----- Data for processing

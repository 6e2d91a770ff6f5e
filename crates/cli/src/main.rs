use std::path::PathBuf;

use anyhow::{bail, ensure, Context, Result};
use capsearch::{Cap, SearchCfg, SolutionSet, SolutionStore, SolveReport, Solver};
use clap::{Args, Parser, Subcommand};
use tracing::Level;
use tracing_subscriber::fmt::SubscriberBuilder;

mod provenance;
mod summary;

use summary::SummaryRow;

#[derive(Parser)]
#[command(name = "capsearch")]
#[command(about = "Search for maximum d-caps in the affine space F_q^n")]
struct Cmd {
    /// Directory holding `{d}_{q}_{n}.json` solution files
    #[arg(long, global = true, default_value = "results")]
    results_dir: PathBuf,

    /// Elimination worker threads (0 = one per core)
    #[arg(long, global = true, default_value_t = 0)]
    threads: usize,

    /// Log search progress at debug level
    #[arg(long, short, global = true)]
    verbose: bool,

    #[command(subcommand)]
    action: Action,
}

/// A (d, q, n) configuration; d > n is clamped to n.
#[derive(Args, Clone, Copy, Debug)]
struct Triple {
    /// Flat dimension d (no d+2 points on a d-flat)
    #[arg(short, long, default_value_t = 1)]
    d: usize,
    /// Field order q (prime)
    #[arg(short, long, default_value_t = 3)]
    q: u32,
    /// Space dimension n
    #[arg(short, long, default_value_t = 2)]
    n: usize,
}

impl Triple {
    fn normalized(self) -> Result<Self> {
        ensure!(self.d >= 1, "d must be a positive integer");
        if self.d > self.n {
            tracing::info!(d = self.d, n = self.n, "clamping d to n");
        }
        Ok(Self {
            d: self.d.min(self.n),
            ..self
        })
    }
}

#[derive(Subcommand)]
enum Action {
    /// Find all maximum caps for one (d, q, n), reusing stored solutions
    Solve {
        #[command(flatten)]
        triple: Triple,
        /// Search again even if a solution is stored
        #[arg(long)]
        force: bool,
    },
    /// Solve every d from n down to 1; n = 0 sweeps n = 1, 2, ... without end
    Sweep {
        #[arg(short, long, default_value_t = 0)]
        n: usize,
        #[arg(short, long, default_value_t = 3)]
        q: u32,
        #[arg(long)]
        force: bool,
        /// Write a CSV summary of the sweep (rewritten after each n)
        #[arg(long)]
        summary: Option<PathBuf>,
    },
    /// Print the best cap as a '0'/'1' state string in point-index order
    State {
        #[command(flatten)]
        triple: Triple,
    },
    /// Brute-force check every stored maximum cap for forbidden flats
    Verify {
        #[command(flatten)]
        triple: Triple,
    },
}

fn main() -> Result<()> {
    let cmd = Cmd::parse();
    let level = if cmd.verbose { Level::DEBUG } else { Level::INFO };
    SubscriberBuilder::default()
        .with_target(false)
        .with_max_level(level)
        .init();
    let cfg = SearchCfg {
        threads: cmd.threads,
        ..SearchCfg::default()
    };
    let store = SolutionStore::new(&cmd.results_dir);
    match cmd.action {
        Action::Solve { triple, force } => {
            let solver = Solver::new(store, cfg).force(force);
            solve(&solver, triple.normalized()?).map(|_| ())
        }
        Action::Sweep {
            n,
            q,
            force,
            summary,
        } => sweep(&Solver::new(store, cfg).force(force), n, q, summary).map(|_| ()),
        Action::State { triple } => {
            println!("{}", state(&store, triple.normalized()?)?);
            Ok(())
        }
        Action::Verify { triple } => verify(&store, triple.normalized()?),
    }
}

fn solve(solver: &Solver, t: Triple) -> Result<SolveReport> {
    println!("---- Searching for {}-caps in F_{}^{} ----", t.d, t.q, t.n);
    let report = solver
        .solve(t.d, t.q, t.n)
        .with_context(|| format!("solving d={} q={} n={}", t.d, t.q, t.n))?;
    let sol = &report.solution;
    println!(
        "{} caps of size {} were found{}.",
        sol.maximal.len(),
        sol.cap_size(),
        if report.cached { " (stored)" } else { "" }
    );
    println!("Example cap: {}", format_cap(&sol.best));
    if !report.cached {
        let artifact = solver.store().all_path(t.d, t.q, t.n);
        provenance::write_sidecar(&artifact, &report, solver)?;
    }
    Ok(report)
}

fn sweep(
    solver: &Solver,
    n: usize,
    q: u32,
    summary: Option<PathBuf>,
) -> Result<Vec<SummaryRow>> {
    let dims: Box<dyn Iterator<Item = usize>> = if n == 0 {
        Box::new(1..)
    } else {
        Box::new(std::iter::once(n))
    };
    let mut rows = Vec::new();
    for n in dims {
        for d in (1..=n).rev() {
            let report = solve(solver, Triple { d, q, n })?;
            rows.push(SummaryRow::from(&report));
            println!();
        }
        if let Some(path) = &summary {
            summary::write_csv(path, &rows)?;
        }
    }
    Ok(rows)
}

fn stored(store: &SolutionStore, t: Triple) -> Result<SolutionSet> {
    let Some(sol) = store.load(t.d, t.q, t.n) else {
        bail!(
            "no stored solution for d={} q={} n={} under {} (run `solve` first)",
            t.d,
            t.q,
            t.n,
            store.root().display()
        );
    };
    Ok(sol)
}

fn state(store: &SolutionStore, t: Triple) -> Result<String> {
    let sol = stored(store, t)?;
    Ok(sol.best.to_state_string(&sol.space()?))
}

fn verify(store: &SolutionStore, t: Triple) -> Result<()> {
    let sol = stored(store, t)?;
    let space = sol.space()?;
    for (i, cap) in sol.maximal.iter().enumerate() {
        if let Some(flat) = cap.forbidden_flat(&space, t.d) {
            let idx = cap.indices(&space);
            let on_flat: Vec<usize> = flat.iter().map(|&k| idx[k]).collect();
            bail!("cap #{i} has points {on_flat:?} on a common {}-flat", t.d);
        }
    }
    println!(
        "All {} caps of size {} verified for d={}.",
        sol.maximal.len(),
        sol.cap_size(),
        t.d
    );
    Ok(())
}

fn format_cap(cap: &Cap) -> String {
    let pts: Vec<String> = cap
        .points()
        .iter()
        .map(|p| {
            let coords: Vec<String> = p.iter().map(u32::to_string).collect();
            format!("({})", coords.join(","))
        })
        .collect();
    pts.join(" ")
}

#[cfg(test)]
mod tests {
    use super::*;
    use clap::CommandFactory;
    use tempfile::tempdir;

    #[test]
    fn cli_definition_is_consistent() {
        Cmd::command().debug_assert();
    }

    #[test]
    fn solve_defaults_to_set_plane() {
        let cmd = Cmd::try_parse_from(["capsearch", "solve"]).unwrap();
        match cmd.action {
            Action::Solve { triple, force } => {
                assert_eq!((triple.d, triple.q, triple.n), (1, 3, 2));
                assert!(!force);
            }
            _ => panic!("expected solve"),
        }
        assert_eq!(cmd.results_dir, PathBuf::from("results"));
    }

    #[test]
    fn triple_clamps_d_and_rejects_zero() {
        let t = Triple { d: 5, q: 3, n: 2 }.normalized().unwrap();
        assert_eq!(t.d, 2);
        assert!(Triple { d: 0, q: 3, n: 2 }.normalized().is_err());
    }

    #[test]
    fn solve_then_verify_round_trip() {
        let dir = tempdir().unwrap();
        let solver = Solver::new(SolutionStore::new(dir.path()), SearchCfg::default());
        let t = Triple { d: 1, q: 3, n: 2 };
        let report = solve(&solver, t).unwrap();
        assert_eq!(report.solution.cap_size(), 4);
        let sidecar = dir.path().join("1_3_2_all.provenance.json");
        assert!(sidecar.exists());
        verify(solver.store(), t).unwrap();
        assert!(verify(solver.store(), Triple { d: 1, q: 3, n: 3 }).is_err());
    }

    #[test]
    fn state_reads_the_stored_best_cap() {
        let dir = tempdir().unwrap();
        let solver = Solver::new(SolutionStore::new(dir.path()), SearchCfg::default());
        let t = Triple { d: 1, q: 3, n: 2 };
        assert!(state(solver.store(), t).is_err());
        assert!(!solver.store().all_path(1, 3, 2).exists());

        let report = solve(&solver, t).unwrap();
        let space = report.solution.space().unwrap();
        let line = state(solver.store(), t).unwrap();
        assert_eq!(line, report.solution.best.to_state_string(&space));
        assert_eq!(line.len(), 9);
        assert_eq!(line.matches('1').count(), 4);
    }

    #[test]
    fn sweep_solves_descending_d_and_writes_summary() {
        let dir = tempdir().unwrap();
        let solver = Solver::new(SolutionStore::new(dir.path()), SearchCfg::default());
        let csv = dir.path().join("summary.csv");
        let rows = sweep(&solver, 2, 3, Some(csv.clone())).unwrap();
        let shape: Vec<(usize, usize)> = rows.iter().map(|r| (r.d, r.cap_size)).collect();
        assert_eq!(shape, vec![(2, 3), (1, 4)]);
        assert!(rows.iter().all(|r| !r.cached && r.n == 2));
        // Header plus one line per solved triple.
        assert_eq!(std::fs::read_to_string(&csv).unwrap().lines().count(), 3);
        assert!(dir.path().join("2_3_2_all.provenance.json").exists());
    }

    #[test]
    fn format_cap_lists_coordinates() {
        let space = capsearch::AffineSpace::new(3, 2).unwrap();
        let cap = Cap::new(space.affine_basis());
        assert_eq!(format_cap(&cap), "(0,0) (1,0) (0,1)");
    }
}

----------

Instructions to follow:
Your answer should be the lines above that contain the word "Parser", copied out.

Answer section:
use clap::{Args, Parser, Subcommand};
#[derive(Parser)]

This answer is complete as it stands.